Autre moment fort : le vol de sa conversion. Mélanie raconte qu’elle voulait vivre ce passage de manière intime, pour elle seule, dans le silence et la paix. Mais les paparazzis ont tout gâché, révélant son choix avant qu’elle n’ait eu le temps de poser ses mots. Ce moment m’a profondément révolté. Elle ne voulait pas “faire d’annonce”, elle ne cherchait pas la lumière. Elle cherchait juste à vivre quelque chose de profond, de personnel. Et ça lui a été arraché.
Enfin, j’ai trouvé essentiel qu’elle évoque son engagement à travers le Big Up Project, une association qu’elle a fondée pour venir en aide aux orphelins dans plusieurs pays. Cela montre que sa foi, loin de se résumer à une dimension spirituelle ou privée, l’a aussi poussée à agir concrètement, à transmettre, à soutenir, à redonner. C’est une facette importante de son parcours, souvent oubliée, mais qui témoigne d’une volonté sincère de faire du bien autour d’elle.

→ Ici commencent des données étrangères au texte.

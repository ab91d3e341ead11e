//! User-facing notices for rejected rules.
//!
//! Every non-empty error category produces one notice listing all of its
//! labels, so a user sees the complete set of problems after one save.

use std::fmt::{self, Display, Formatter};

use serde::{Deserialize, Serialize};

use crate::model::TransformErrors;

/// Category of rule a notice refers to.
#[derive(Debug, Clone, Copy, PartialEq, Eq, Serialize, Deserialize)]
#[serde(rename_all = "camelCase")]
pub enum NoticeCategory {
    /// Database collection rules.
    Crud,
    /// Function service rules.
    Functions,
    /// File storage rules.
    FileStore,
    /// Static hosting routes.
    Static,
}

/// A single error notification.
#[derive(Debug, Clone, PartialEq, Eq, Serialize, Deserialize)]
pub struct Notice {
    /// Category the notice describes.
    pub category: NoticeCategory,
    /// Short title.
    pub title: String,
    /// Description naming every rejected rule in the category.
    pub description: String,
}

impl Display for Notice {
    fn fmt(&self, f: &mut Formatter<'_>) -> fmt::Result {
        write!(f, "{}: {}", self.title, self.description)
    }
}

/// Build one notice per non-empty error category, in a fixed order.
#[must_use]
pub fn notices(errors: &TransformErrors) -> Vec<Notice> {
    let mut out = Vec::new();

    let crud: Vec<String> = errors
        .crud
        .iter()
        .filter(|(_, collections)| !collections.is_empty())
        .map(|(db, collections)| format!("{db} - ({})", collections.join(", ")))
        .collect();
    if !crud.is_empty() {
        out.push(Notice {
            category: NoticeCategory::Crud,
            title: "Error in CRUD config".to_string(),
            description: crud.join(" "),
        });
    }

    if !errors.functions.is_empty() {
        out.push(Notice {
            category: NoticeCategory::Functions,
            title: "Error in Functions config".to_string(),
            description: format!("Services - {}", errors.functions.join(", ")),
        });
    }

    if !errors.file_store.is_empty() {
        out.push(Notice {
            category: NoticeCategory::FileStore,
            title: "Error in File Storage config".to_string(),
            description: format!("Rules - {}", errors.file_store.join(", ")),
        });
    }

    if !errors.static_routes.is_empty() {
        out.push(static_notice(&errors.static_routes));
    }

    out
}

/// Notice for rejected routes of a static document.
#[must_use]
pub fn static_notice(labels: &[String]) -> Notice {
    Notice {
        category: NoticeCategory::Static,
        title: "Error in Static config".to_string(),
        description: format!("Routes - {}", labels.join(", ")),
    }
}

#[cfg(test)]
mod tests {
    use super::*;
    use crate::model::RuleSite;

    #[test]
    fn no_errors_means_no_notices() {
        assert!(notices(&TransformErrors::default()).is_empty());
    }

    #[test]
    fn crud_notice_groups_by_database() {
        let mut errors = TransformErrors::default();
        for (db, name) in [("mongo", "users"), ("mongo", "posts"), ("sql", "orders")] {
            errors.record(&RuleSite::Collection {
                db: db.into(),
                name: name.into(),
            });
        }
        let out = notices(&errors);
        assert_eq!(out.len(), 1);
        assert_eq!(out[0].title, "Error in CRUD config");
        assert_eq!(out[0].description, "mongo - (users, posts) sql - (orders)");
    }

    #[test]
    fn every_category_gets_its_own_notice() {
        let mut errors = TransformErrors::default();
        errors.record(&RuleSite::Collection {
            db: "mongo".into(),
            name: "users".into(),
        });
        errors.record(&RuleSite::Service { name: "a".into() });
        errors.record(&RuleSite::Service { name: "b".into() });
        errors.record(&RuleSite::FileRule { index: 2 });
        errors.record(&RuleSite::StaticRoute { index: 0 });
        let out = notices(&errors);
        let categories: Vec<NoticeCategory> = out.iter().map(|n| n.category).collect();
        assert_eq!(
            categories,
            vec![
                NoticeCategory::Crud,
                NoticeCategory::Functions,
                NoticeCategory::FileStore,
                NoticeCategory::Static
            ]
        );
        assert_eq!(out[1].description, "Services - a, b");
        assert_eq!(out[2].description, "Rules - Rule 3");
        assert_eq!(out[3].to_string(), "Error in Static config: Routes - Rule 1");
    }
}
//! Configuration for puzzle generation and scoring.
//!
//! Two independent knobs: [`PuzzleConfig`] shapes the generated puzzles
//! (dimensions, key count, component range, display precision) and
//! [`ScoringRules`] tunes the reward side (per-level points and the level-2
//! pass threshold). [`TrainerConfig`] bundles both for session construction.
//!
//! The point values and the threshold are tuning constants, not invariants.
//! Tests verify the mechanism against whatever rules object is in effect.

use serde::{Deserialize, Serialize};

use crate::error::{TrainerError, TrainerResult};

/// Highest display precision the generator accepts.
///
/// Beyond 12 decimal digits rounding is a no-op at `f64` resolution and the
/// choice-identification tolerance loses meaning.
pub const MAX_DISPLAY_PRECISION: u32 = 12;

/// Configuration for the puzzle generator.
#[derive(Debug, Clone, PartialEq, Eq, Serialize, Deserialize)]
pub struct PuzzleConfig {
    /// Dimension of the query and every key
    pub dim_qk: usize,
    /// Dimension of every value
    pub dim_v: usize,
    /// Number of key/value pairs
    pub key_count: usize,
    /// Smallest component drawn for query/key/value vectors (inclusive)
    pub component_min: i64,
    /// Largest component drawn for query/key/value vectors (inclusive)
    pub component_max: i64,
    /// Decimal digits used when rounding choices for display
    pub display_precision: u32,
}

impl Default for PuzzleConfig {
    fn default() -> Self {
        Self {
            dim_qk: 3,
            dim_v: 3,
            key_count: 4,
            component_min: -3,
            component_max: 3,
            display_precision: 3,
        }
    }
}

impl PuzzleConfig {
    /// Create a new configuration builder
    #[must_use]
    pub fn builder() -> PuzzleConfigBuilder {
        PuzzleConfigBuilder::default()
    }

    /// Checks the configuration before any puzzle is generated.
    ///
    /// # Errors
    ///
    /// Returns [`TrainerError::InvalidConfiguration`] when the key count or
    /// a dimension is zero, the component range is inverted, or the display
    /// precision exceeds [`MAX_DISPLAY_PRECISION`].
    pub fn validate(&self) -> TrainerResult<()> {
        if self.key_count < 1 {
            return Err(TrainerError::invalid_configuration(
                "key count must be at least 1",
            ));
        }
        if self.dim_qk < 1 {
            return Err(TrainerError::invalid_configuration(
                "query/key dimension must be at least 1",
            ));
        }
        if self.dim_v < 1 {
            return Err(TrainerError::invalid_configuration(
                "value dimension must be at least 1",
            ));
        }
        if self.component_min > self.component_max {
            return Err(TrainerError::invalid_configuration(format!(
                "component range is inverted: {} > {}",
                self.component_min, self.component_max
            )));
        }
        if self.display_precision > MAX_DISPLAY_PRECISION {
            return Err(TrainerError::invalid_configuration(format!(
                "display precision {} exceeds the maximum of {}",
                self.display_precision, MAX_DISPLAY_PRECISION
            )));
        }
        Ok(())
    }
}

/// Builder for [`PuzzleConfig`]
#[derive(Debug, Default)]
pub struct PuzzleConfigBuilder {
    config: PuzzleConfig,
}

impl PuzzleConfigBuilder {
    /// Set the query/key dimension
    #[must_use]
    pub fn dim_qk(mut self, dim: usize) -> Self {
        self.config.dim_qk = dim;
        self
    }

    /// Set the value dimension
    #[must_use]
    pub fn dim_v(mut self, dim: usize) -> Self {
        self.config.dim_v = dim;
        self
    }

    /// Set the number of key/value pairs
    #[must_use]
    pub fn key_count(mut self, count: usize) -> Self {
        self.config.key_count = count;
        self
    }

    /// Set the inclusive component range for drawn vectors
    #[must_use]
    pub fn component_range(mut self, min: i64, max: i64) -> Self {
        self.config.component_min = min;
        self.config.component_max = max;
        self
    }

    /// Set the display precision, clamped to the supported range
    #[must_use]
    pub fn display_precision(mut self, digits: u32) -> Self {
        self.config.display_precision = digits.min(MAX_DISPLAY_PRECISION);
        self
    }

    /// Build the configuration
    #[must_use]
    pub fn build(self) -> PuzzleConfig {
        self.config
    }
}

/// Scoring rules for the three levels.
#[derive(Debug, Clone, PartialEq, Serialize, Deserialize)]
pub struct ScoringRules {
    /// Points for identifying the best key (level 1)
    pub find_key_points: u32,
    /// Points for matching the softmax distribution by hand (level 2)
    pub tune_softmax_points: u32,
    /// Reduced points when the auto-match shortcut was used (level 2)
    pub auto_match_points: u32,
    /// Points for picking the correct output mix (level 3)
    pub mix_values_points: u32,
    /// Euclidean distance below which a candidate distribution passes
    pub tune_threshold: f64,
}

impl Default for ScoringRules {
    fn default() -> Self {
        Self {
            find_key_points: 120,
            tune_softmax_points: 140,
            auto_match_points: 100,
            mix_values_points: 160,
            tune_threshold: 0.15,
        }
    }
}

impl ScoringRules {
    /// Create a new rules builder
    #[must_use]
    pub fn builder() -> ScoringRulesBuilder {
        ScoringRulesBuilder::default()
    }

    /// Checks the rules before a session is constructed.
    ///
    /// # Errors
    ///
    /// Returns [`TrainerError::InvalidConfiguration`] when the pass
    /// threshold is not a positive finite number.
    pub fn validate(&self) -> TrainerResult<()> {
        if !self.tune_threshold.is_finite() || self.tune_threshold <= 0.0 {
            return Err(TrainerError::invalid_configuration(format!(
                "tune threshold must be positive and finite, got {}",
                self.tune_threshold
            )));
        }
        Ok(())
    }
}

/// Builder for [`ScoringRules`]
#[derive(Debug, Default)]
pub struct ScoringRulesBuilder {
    rules: ScoringRules,
}

impl ScoringRulesBuilder {
    /// Set the level-1 award
    #[must_use]
    pub fn find_key_points(mut self, points: u32) -> Self {
        self.rules.find_key_points = points;
        self
    }

    /// Set the level-2 award
    #[must_use]
    pub fn tune_softmax_points(mut self, points: u32) -> Self {
        self.rules.tune_softmax_points = points;
        self
    }

    /// Set the reduced level-2 award for the auto-match shortcut
    #[must_use]
    pub fn auto_match_points(mut self, points: u32) -> Self {
        self.rules.auto_match_points = points;
        self
    }

    /// Set the level-3 award
    #[must_use]
    pub fn mix_values_points(mut self, points: u32) -> Self {
        self.rules.mix_values_points = points;
        self
    }

    /// Set the level-2 pass threshold, clamped to a usable range
    #[must_use]
    pub fn tune_threshold(mut self, threshold: f64) -> Self {
        self.rules.tune_threshold = threshold.clamp(1e-6, 2.0);
        self
    }

    /// Build the rules
    #[must_use]
    pub fn build(self) -> ScoringRules {
        self.rules
    }
}

/// Bundled configuration for a trainer session.
#[derive(Debug, Clone, PartialEq, Default, Serialize, Deserialize)]
pub struct TrainerConfig {
    /// Puzzle generation settings
    pub puzzle: PuzzleConfig,
    /// Scoring settings
    pub scoring: ScoringRules,
}

impl TrainerConfig {
    /// Checks both halves of the configuration.
    ///
    /// # Errors
    ///
    /// Returns [`TrainerError::InvalidConfiguration`] when either half is
    /// rejected.
    pub fn validate(&self) -> TrainerResult<()> {
        self.puzzle.validate()?;
        self.scoring.validate()
    }
}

Durant ce documentaire, je n’ai pas vu une star déchue ou une idole qui cherche à se justifier. J’ai vu une femme, simplement. Une femme qui a traversé l’ombre, qui a osé tout remettre en question, qui s’est cherchée longtemps avant de trouver enfin une paix intérieure. Et ce parcours là, qu’on partage ses croyances ou non, mérite l’écoute et le respect. "Salam" n’est pas un manifeste. C’est un témoignage. Mélanie ne cherche pas à nous convertir à quoi que ce soit, sauf peut-être à plus d’humanité, plus de tolérance, plus d’attention à soi et aux autres. Elle nous rappelle qu’il est possible de se reconstruire, même quand on pense avoir tout perdu. Moi qui n’écoutais pas Diam’s à l’époque, j’ai découvert bien plus qu’une artiste : j’ai découvert une femme profondément humaine, et ce documentaire m’a sincèrement touché. Si vous hésitez à le regarder, faites-le. Ne serait-ce que pour entendre une voix rare, honnête, et nécessaire.